Letztlich entspricht auch die Intention der damaligen Privatisierung der DP dem zuletzt debattierten Motiv der Privatisierung der DB, welches in den schon genannten Worten des Aufsichtsratsvorsitzenden der DB Utz-Hellmuth Felcht anklingt. Der frühere Geschäftsführer der DP Klaus Zumwinkel brachte dieses Privatisierungsmotiv damals mit den wenigen Worten „Die Sanierung der Deutschen Post“ [47] auf den Punkt. Eine Betrachtung der vergangenen Entwicklung der DP erscheint somit auch aus diesem Aspekt heraus sinnvoll.

2 Theoretische Hinführung

Zur Bearbeitung des Themas dieser Arbeit ist zunächst die Beschäftigung mit den theoretischen und thematischen Grundlagen notwendig.

2.1 Kundenorientierung und verschiedene Kundengruppen

Ein bedeutsamer Begriff dieser Arbeit ist die Kundenorientierung, welcher für die weitere Arbeit einer näheren Erläuterung bedarf. Es existieren in der Literatur unterschiedliche Begriffsverständnisse für den Kontext der öffentlichen Verwaltung, die jeweils auch von der Betrachtungsperspektive geprägt sind, da sich der Kundenkreis der jeweiligen öffentlichen Stelle im Einzelfall sehr unterschiedlich gestalten kann.[48] Eine häufig vorgenommene Kategorisierung der unterschiedlich weit gefassten Verständnisse, welche oft vorgenommen wird, ist die Unterscheidung in eine situative, informationsorientierte sowie kultur- und philosophieorientierte Auffassung.[49]

Für eine umfassende Definition der Kundenorientierung integriert Bruhn diese Ansätze in einer weiten Begriffsauslegung und definiert sie als „... die umfassende, kontinuierliche Ermittlung und Analyse der individuellen Kundenerwartungen sowie deren interne und externe Umsetzung in unternehmerische Leistungen sowie Interaktionen im Rahmen eines Relationship-Marketing-Konzepts mit dem Ziel, langfristige stabile und ökonomische vorteilhafte Kundenbeziehungen zu etablieren.“ [50].
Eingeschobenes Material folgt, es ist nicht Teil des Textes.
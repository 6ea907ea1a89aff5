//! Error types used by the [`score_status`] module.
//!
//! [`score_status`]: crate::score_status

use thiserror::Error;

/// Error returned from an `i8 -> ScoreStatus` conversion.
///
/// Only `0`, `1` and `2` are valid [`ScoreStatus`]es.
///
/// [`ScoreStatus`]: super::ScoreStatus
#[non_exhaustive]
#[derive(Debug, PartialEq, Error)]
#[error("integer does not correspond to a known score status")]
pub struct TryFromIntError;

/// Error returned when parsing a string into a [`ScoreStatus`].
///
/// [`ScoreStatus`]: super::ScoreStatus
#[non_exhaustive]
#[derive(Debug, PartialEq, Error)]
#[error("unknown score status")]
pub struct ParseScoreStatusError;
Für die weitere Arbeit soll ein weites Verständnis der Kundenorientierung in Anlehnung an Bruhn zugrunde gelegt werden, wobei im Fokus die Untersuchung der Auswirkungen der Privatisierung auf die Kundenorientierung im Sinne eines „adressatenbezogeneren“ [51] Handelns stehen soll.[52] Die Bedeutung der Kundenorientierung ergibt sich aus der Tatsache, dass alle Arten von Organisationen in einem Abhängigkeitsverhältnis zu ihren Kunden stehen. Somit sollten Organisationen orientiert an den Bedürfnissen ihrer Kunden agieren.[53] Die Kunden sind jedoch keine homogene Gruppe, denn jede Organisation verfügt über eine Vielzahl an mit ihr in Beziehung stehenden Kundengruppen. Hierbei ist ein Kunde grundsätzlich derjenige, welcher „individuell Leistungen abnimmt“ [54]. Der Begriff des Kunden ist in diesem Sinne ein Obergriff, „ein Dach für mehrere unterschiedliche Typen von Leistungsabnehmern" [55].

Abbildung in dieser Leseprobe nicht enthalten

Abbildung 1 : Übersicht über die Kundengruppen in der Daseinsvorsorge (Quelle: Eigene Darstellung auf Basis von Thom/Ritz 2008, S. 83 und Kommunale Gemeinschaftsstelle für Verwaltungsvereinfachung 1995, S. 28-32).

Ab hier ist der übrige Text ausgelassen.